Development of Potent Mcl-1 Inhibitors: Structural Investigations on Macrocycles Originating from a DNA-Encoded Chemical Library Screen.
Hekking, K.F.W., Maroto, S., van Kekem, K., Haasjes, F.S., Slootweg, J.C., Oude Alink, P.G.B., Dirks, R., Sardana, M., Bolster, M.G., Kuijpers, B., Smith, D., Doodeman, R., Scheepstra, M., Zech, B., Mulvihill, M., Renzetti, L.M., Babiss, L., Centrella, P.A., Clark, M.A., Cuozzo, J.W., Guie, M.A., Sigel, E., Habeshian, S., Hupp, C.D., Liu, J., Thomson, H.A., Zhang, Y., Keefe, A.D., Muller, G., Gremmen, S.(2024) J Med Chem 67: 3039-3065
- PubMed: 38306405 
- DOI: https://doi.org/10.1021/acs.jmedchem.3c02206
- Primary Citation of Related Structures:  
8QSO - PubMed Abstract: 
Evasion of apoptosis is critical for the development and growth of tumors. The pro-survival protein myeloid cell leukemia 1 (Mcl-1) is an antiapoptotic member of the Bcl-2 family, associated with tumor aggressiveness, poor survival, and drug resistance. Development of Mcl-1 inhibitors implies blocking of protein-protein interactions, generally requiring a lengthy optimization process of large, complex molecules. Herein, we describe the use of DNA-encoded chemical library synthesis and screening to directly generate complex, yet conformationally privileged macrocyclic hits that serve as Mcl-1 inhibitors. By applying a conceptual combination of conformational analysis and structure-based design in combination with a robust synthetic platform allowing rapid analoging, we optimized in vitro potency of a lead series into the low nanomolar regime.
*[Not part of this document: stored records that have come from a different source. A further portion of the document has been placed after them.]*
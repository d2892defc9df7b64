//! Handlers for `/users` endpoints.
//!
//! | Method   | Path | Notes |
//! |----------|------|-------|
//! | `GET`    | `/users` | `filter`, `sort`, `sortOrder`, `page`, `pageSize`; returns `{users, count}` |
//! | `POST`   | `/users` | Body: `{"email": "...", "name": "..."}`; mails a set-password link |
//! | `GET`    | `/users/{id}` | 404 if not found |
//! | `PUT`    | `/users/{id}` | Body: `{"email"?, "name"?}`; `name: null` clears it |
//! | `DELETE` | `/users/{id}` | 204 |
//! | `POST`   | `/users/{id}/password` | Body: `{"token", "password"}`; 204 |

use axum::{
  Json,
  extract::{Query, State},
  http::StatusCode,
};
use dash_core::{
  Entity,
  model::{Id, NewUser, User, UserPatch},
  query::{UserQuery, UserSort, parse_choice, parse_filter},
  service::Email,
  store::DashboardStore,
};
use serde::{Deserialize, Serialize};
use serde_json::json;

use crate::{
  AppState,
  auth::{generate_token, hash_secret, verify_secret},
  error::ApiError,
  extract::{ApiJson, ApiPath, ListParams, nullable, required},
};

const MIN_PASSWORD_LEN: usize = 8;

fn not_found(id: Id) -> ApiError { dash_core::Error::not_found(Entity::User, id).into() }

// ─── List ────────────────────────────────────────────────────────────────────

#[derive(Debug, Serialize)]
pub struct UserList {
  pub users: Vec<User>,
  /// Total matching the filter, ignoring pagination.
  pub count: u64,
}

/// `GET /users`
pub async fn list<S>(
  State(state): State<AppState<S>>,
  Query(params): Query<ListParams>,
) -> Result<Json<UserList>, ApiError>
where
  S: DashboardStore,
{
  let query = UserQuery {
    filter: parse_filter(params.filter.as_deref())?,
    sort:   parse_choice("sort", params.sort.as_deref(), UserSort::Name)?,
    order:  params.order()?,
    page:   params.page()?,
  };
  let users = state.store.list_users(&query).await.map_err(ApiError::store)?;
  let count = state.store.count_users(&query.filter).await.map_err(ApiError::store)?;
  Ok(Json(UserList { users, count }))
}

// ─── Create ──────────────────────────────────────────────────────────────────

#[derive(Debug, Deserialize)]
pub struct CreateBody {
  pub email: String,
  pub name:  Option<String>,
}

fn valid_email(email: &str) -> Result<String, ApiError> {
  let email = required("email", email)?;
  match email.split_once('@') {
    Some((local, domain)) if !local.is_empty() && domain.contains('.') => Ok(email.to_lowercase()),
    _ => Err(dash_core::Error::validation("email", "[\"email\" must be a valid email]").into()),
  }
}

/// `POST /users`
///
/// The account starts with a random password nobody knows; the user picks a
/// real one through the emailed link. If that mail cannot be sent the request
/// fails with 502, though the account stays created.
pub async fn create<S>(
  State(state): State<AppState<S>>,
  ApiJson(body): ApiJson<CreateBody>,
) -> Result<Json<User>, ApiError>
where
  S: DashboardStore,
{
  let email = valid_email(&body.email)?;
  let token = generate_token();
  let input = NewUser {
    email,
    name: body.name.map(|n| n.trim().to_owned()).filter(|n| !n.is_empty()),
    password: hash_secret(&generate_token())?,
    password_reset: Some(hash_secret(&token)?),
  };
  let user = state.store.create_user(input).await.map_err(ApiError::store)?;
  tracing::info!(user_id = user.id, email = %user.email, "created user");

  let url = format!(
    "{}/set-password/{}?token={token}",
    state.front_url.trim_end_matches('/'),
    user.id
  );
  let email = Email {
    to:       user.email.clone(),
    subject:  "Set your dashboard password".into(),
    template: "set-password".into(),
    context:  json!({ "name": user.name, "url": url }),
  };
  state.mailer.send(email).await.map_err(|e| {
    tracing::error!(user_id = user.id, error = %e, "sending set-password mail failed");
    ApiError::upstream(e)
  })?;

  Ok(Json(user))
}

// ─── Get / update / delete ───────────────────────────────────────────────────

/// `GET /users/{id}`
pub async fn get_one<S>(
  State(state): State<AppState<S>>,
  ApiPath(id): ApiPath<Id>,
) -> Result<Json<User>, ApiError>
where
  S: DashboardStore,
{
  let user = state
    .store
    .get_user(id)
    .await
    .map_err(ApiError::store)?
    .ok_or_else(|| not_found(id))?;
  Ok(Json(user))
}

#[derive(Debug, Deserialize)]
pub struct UpdateBody {
  pub email: Option<String>,
  #[serde(default, deserialize_with = "nullable")]
  pub name:  Option<Option<String>>,
}

/// `PUT /users/{id}`
pub async fn update<S>(
  State(state): State<AppState<S>>,
  ApiPath(id): ApiPath<Id>,
  ApiJson(body): ApiJson<UpdateBody>,
) -> Result<Json<User>, ApiError>
where
  S: DashboardStore,
{
  let patch = UserPatch {
    email: body.email.as_deref().map(valid_email).transpose()?,
    name:  body.name,
  };
  let user = state
    .store
    .update_user(id, patch)
    .await
    .map_err(ApiError::store)?
    .ok_or_else(|| not_found(id))?;
  Ok(Json(user))
}

/// `DELETE /users/{id}`
pub async fn remove<S>(
  State(state): State<AppState<S>>,
  ApiPath(id): ApiPath<Id>,
) -> Result<StatusCode, ApiError>
where
  S: DashboardStore,
{
  if !state.store.delete_user(id).await.map_err(ApiError::store)? {
    return Err(not_found(id));
  }
  Ok(StatusCode::NO_CONTENT)
}

// ─── Password ────────────────────────────────────────────────────────────────

#[derive(Debug, Deserialize)]
pub struct PasswordBody {
  pub token:    String,
  pub password: String,
}

/// `POST /users/{id}/password`: redeem a reset token.
pub async fn set_password<S>(
  State(state): State<AppState<S>>,
  ApiPath(id): ApiPath<Id>,
  ApiJson(body): ApiJson<PasswordBody>,
) -> Result<StatusCode, ApiError>
where
  S: DashboardStore,
{
  if body.password.chars().count() < MIN_PASSWORD_LEN {
    return Err(
      dash_core::Error::validation(
        "password",
        format!("[\"password\" length must be at least {MIN_PASSWORD_LEN} characters long]"),
      )
      .into(),
    );
  }

  let creds = state
    .store
    .user_credentials(id)
    .await
    .map_err(ApiError::store)?
    .ok_or_else(|| not_found(id))?;
  let valid = creds
    .password_reset
    .as_deref()
    .is_some_and(|hash| verify_secret(&body.token, hash));
  if !valid {
    return Err(ApiError::BadRequest("Invalid token".into()));
  }

  state
    .store
    .set_password(id, hash_secret(&body.password)?)
    .await
    .map_err(ApiError::store)?;
  tracing::info!(user_id = id, "password set");
  Ok(StatusCode::NO_CONTENT)
}
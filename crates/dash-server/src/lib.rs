//! Configuration and wiring for the dashboard server binary.
//!
//! [`ServerConfig`] is layered from `config.toml` and `DASH_`-prefixed
//! environment variables (nested keys use `__`, e.g.
//! `DASH_TWITTER__CONSUMER_KEY`). [`build_state`] turns it into the
//! [`AppState`] the router runs on.

use std::{
  path::{Path, PathBuf},
  sync::Arc,
  time::Duration,
};

use dash_api::AppState;
use dash_core::{ServiceError, store::DashboardStore};
use dash_services::{
  KloutClient, KloutConfig, LocalFileStore, LogMailer, TwitterClient, TwitterConfig, klout, twitter,
};
use serde::Deserialize;

// ─── Configuration ───────────────────────────────────────────────────────────

/// Runtime server configuration.
#[derive(Debug, Clone, Deserialize)]
pub struct ServerConfig {
  #[serde(default = "default_host")]
  pub host:       String,
  #[serde(default = "default_port")]
  pub port:       u16,
  #[serde(default = "default_store_path")]
  pub store_path: PathBuf,
  /// Base URL of the front end, used in set-password links.
  #[serde(default = "default_front_url")]
  pub front_url:  String,
  #[serde(default)]
  pub klout:      KloutSection,
  #[serde(default)]
  pub twitter:    TwitterSection,
  #[serde(default)]
  pub files:      FilesSection,
  #[serde(default)]
  pub mail:       MailSection,
}

#[derive(Debug, Clone, Deserialize)]
#[serde(default)]
pub struct KloutSection {
  pub api_key:       String,
  pub base_url:      String,
  /// Seconds between score refreshes; `0` disables the job.
  pub interval_secs: u64,
}

impl Default for KloutSection {
  fn default() -> Self {
    Self { api_key: String::new(), base_url: klout::DEFAULT_BASE_URL.into(), interval_secs: 0 }
  }
}

#[derive(Debug, Clone, Deserialize)]
#[serde(default)]
pub struct TwitterSection {
  pub consumer_key:        String,
  pub consumer_secret:     String,
  pub access_token:        String,
  pub access_token_secret: String,
  pub base_url:            String,
  pub upload_url:          String,
}

impl Default for TwitterSection {
  fn default() -> Self {
    Self {
      consumer_key:        String::new(),
      consumer_secret:     String::new(),
      access_token:        String::new(),
      access_token_secret: String::new(),
      base_url:            twitter::DEFAULT_BASE_URL.into(),
      upload_url:          twitter::DEFAULT_UPLOAD_URL.into(),
    }
  }
}

#[derive(Debug, Clone, Deserialize)]
#[serde(default)]
pub struct FilesSection {
  /// Directory infographics are read from.
  pub root: PathBuf,
}

impl Default for FilesSection {
  fn default() -> Self { Self { root: PathBuf::from("files") } }
}

#[derive(Debug, Clone, Deserialize)]
#[serde(default)]
pub struct MailSection {
  pub from: String,
}

impl Default for MailSection {
  fn default() -> Self { Self { from: "dashboard@localhost".into() } }
}

fn default_host() -> String { "127.0.0.1".into() }
fn default_port() -> u16 { 8080 }
fn default_store_path() -> PathBuf { PathBuf::from("dashboard.sqlite") }
fn default_front_url() -> String { "http://localhost:3000".into() }

impl ServerConfig {
  /// Layer `path` (optional) and `DASH_*` environment variables.
  pub fn load(path: &Path) -> Result<Self, config::ConfigError> {
    config::Config::builder()
      .add_source(config::File::from(path).required(false))
      .add_source(config::Environment::with_prefix("DASH").separator("__"))
      .build()?
      .try_deserialize()
  }

  pub fn address(&self) -> String { format!("{}:{}", self.host, self.port) }

  pub fn refresh_interval(&self) -> Duration { Duration::from_secs(self.klout.interval_secs) }

  pub fn klout_config(&self) -> KloutConfig {
    KloutConfig { api_key: self.klout.api_key.clone(), base_url: self.klout.base_url.clone() }
  }

  pub fn twitter_config(&self) -> TwitterConfig {
    let t = &self.twitter;
    TwitterConfig {
      consumer_key:        t.consumer_key.clone(),
      consumer_secret:     t.consumer_secret.clone(),
      access_token:        t.access_token.clone(),
      access_token_secret: t.access_token_secret.clone(),
      base_url:            t.base_url.clone(),
      upload_url:          t.upload_url.clone(),
    }
  }
}

// ─── Wiring ──────────────────────────────────────────────────────────────────

/// Build the router state: HTTP clients for Klout and Twitter, the log
/// mailer, and the directory-backed file store.
pub fn build_state<S>(config: &ServerConfig, store: Arc<S>) -> Result<AppState<S>, ServiceError>
where
  S: DashboardStore,
{
  if config.klout.api_key.is_empty() {
    tracing::warn!("klout.api_key is empty; identity lookups will fail");
  }
  if config.twitter.consumer_key.is_empty() {
    tracing::warn!("twitter.consumer_key is empty; Twitter calls will fail");
  }

  Ok(AppState {
    store,
    social: Arc::new(TwitterClient::new(config.twitter_config())?),
    influence: Arc::new(KloutClient::new(config.klout_config())?),
    mailer: Arc::new(LogMailer::new(config.mail.from.clone())),
    files: Arc::new(LocalFileStore::new(expand_tilde(&config.files.root))),
    front_url: Arc::from(config.front_url.as_str()),
  })
}

/// Expand a leading `~` to the user's home directory.
pub fn expand_tilde(path: &Path) -> PathBuf {
  let s = path.to_string_lossy();
  if let Some(rest) = s.strip_prefix("~/")
    && let Ok(home) = std::env::var("HOME")
  {
    return PathBuf::from(home).join(rest);
  }
  path.to_path_buf()
}
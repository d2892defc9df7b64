//! Versioned SQL schema for the dashboard store.
//!
//! The applied version is tracked in `PRAGMA user_version`. Each migration
//! carries an `up` and a `down` script; [`SqliteStore::migrate_to`] walks them
//! in either direction, one transaction per step.
//!
//! [`SqliteStore::migrate_to`]: crate::SqliteStore::migrate_to

/// Pragmas applied on every connection; not part of any migration.
pub const CONNECTION_PRAGMAS: &str = "
PRAGMA journal_mode = WAL;
PRAGMA foreign_keys = ON;
";

pub struct Migration {
  pub version: u32,
  pub up:      &'static str,
  pub down:    &'static str,
}

pub const MIGRATIONS: &[Migration] = &[
  Migration { version: 1, up: INIT_UP, down: INIT_DOWN },
  Migration { version: 2, up: KLOUT_UP, down: KLOUT_DOWN },
  Migration { version: 3, up: TWEETS_UP, down: TWEETS_DOWN },
];

pub const LATEST_VERSION: u32 = 3;

const INIT_UP: &str = "
CREATE TABLE user (
    id             INTEGER PRIMARY KEY AUTOINCREMENT,
    email          TEXT NOT NULL UNIQUE,
    name           TEXT,
    password       TEXT,            -- argon2 PHC string
    password_reset TEXT,            -- argon2 PHC string of the reset token
    last_login_at  TEXT,
    created_at     TEXT NOT NULL,   -- RFC 3339 UTC, fixed microsecond width
    updated_at     TEXT NOT NULL
);

CREATE TABLE camp (
    id          INTEGER PRIMARY KEY AUTOINCREMENT,
    name        TEXT NOT NULL,
    description TEXT,
    created_at  TEXT NOT NULL,
    updated_at  TEXT NOT NULL
);

CREATE TABLE handle (
    id         INTEGER PRIMARY KEY AUTOINCREMENT,
    uid        INTEGER NOT NULL UNIQUE,
    username   TEXT NOT NULL UNIQUE,
    name       TEXT NOT NULL,
    profile    TEXT NOT NULL DEFAULT '{}',
    camp_id    INTEGER REFERENCES camp(id) ON UPDATE CASCADE ON DELETE SET NULL,
    created_at TEXT NOT NULL,
    updated_at TEXT NOT NULL
);

CREATE TABLE topic (
    id          INTEGER PRIMARY KEY AUTOINCREMENT,
    name        TEXT NOT NULL,
    description TEXT,
    keywords    TEXT NOT NULL DEFAULT '[]',
    created_at  TEXT NOT NULL,
    updated_at  TEXT NOT NULL
);

CREATE TABLE handle_topic (
    id         INTEGER PRIMARY KEY AUTOINCREMENT,
    handle_id  INTEGER NOT NULL REFERENCES handle(id) ON UPDATE CASCADE ON DELETE CASCADE,
    topic_id   INTEGER NOT NULL REFERENCES topic(id) ON UPDATE CASCADE ON DELETE CASCADE,
    created_at TEXT NOT NULL,
    updated_at TEXT NOT NULL,
    UNIQUE (handle_id, topic_id)
);

CREATE INDEX handle_camp_idx  ON handle(camp_id);
CREATE INDEX handle_topic_idx ON handle_topic(topic_id);
";

const INIT_DOWN: &str = "
DROP TABLE handle_topic;
DROP TABLE topic;
DROP TABLE handle;
DROP TABLE camp;
DROP TABLE user;
";

// Score samples are append-only; only cascading handle deletion removes them.
const KLOUT_UP: &str = "
ALTER TABLE handle ADD COLUMN klout_id TEXT;
ALTER TABLE handle ADD COLUMN klout_score REAL;
ALTER TABLE handle ADD COLUMN klout_checked_at TEXT;

CREATE TABLE klout_score (
    id          INTEGER PRIMARY KEY AUTOINCREMENT,
    handle_id   INTEGER NOT NULL REFERENCES handle(id) ON UPDATE CASCADE ON DELETE CASCADE,
    value       REAL NOT NULL,
    delta_day   REAL NOT NULL DEFAULT 0,
    delta_week  REAL NOT NULL DEFAULT 0,
    delta_month REAL NOT NULL DEFAULT 0,
    created_at  TEXT NOT NULL
);

CREATE INDEX klout_score_handle_idx ON klout_score(handle_id, created_at);
";

const KLOUT_DOWN: &str = "
DROP TABLE klout_score;
ALTER TABLE handle DROP COLUMN klout_checked_at;
ALTER TABLE handle DROP COLUMN klout_score;
ALTER TABLE handle DROP COLUMN klout_id;
";

const TWEETS_UP: &str = "
CREATE TABLE tweet (
    id         TEXT PRIMARY KEY,   -- status id on the social network
    handle_id  INTEGER REFERENCES handle(id) ON UPDATE CASCADE ON DELETE CASCADE,
    parent_id  TEXT,               -- status this one replies to; may be unknown locally
    text       TEXT NOT NULL,
    retweeted  INTEGER NOT NULL DEFAULT 0,
    favorited  INTEGER NOT NULL DEFAULT 0,
    created_at TEXT NOT NULL
);

CREATE INDEX tweet_handle_idx ON tweet(handle_id);
CREATE INDEX tweet_parent_idx ON tweet(parent_id);

CREATE TABLE infographic (
    id         INTEGER PRIMARY KEY AUTOINCREMENT,
    name       TEXT NOT NULL UNIQUE,   -- file name in file storage
    file_size  INTEGER NOT NULL,
    created_at TEXT NOT NULL
);
";

const TWEETS_DOWN: &str = "
DROP TABLE infographic;
DROP TABLE tweet;
";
Additionally, we demonstrate fine-tuning of the physicochemical properties of the macrocyclic compounds, resulting in the identification of lead candidates 57 / 59 with a balanced profile, which are suitable for future development toward therapeutic use.
Organizational Affiliation: 
Symeres, 6546BB Nijmegen, The Netherlands.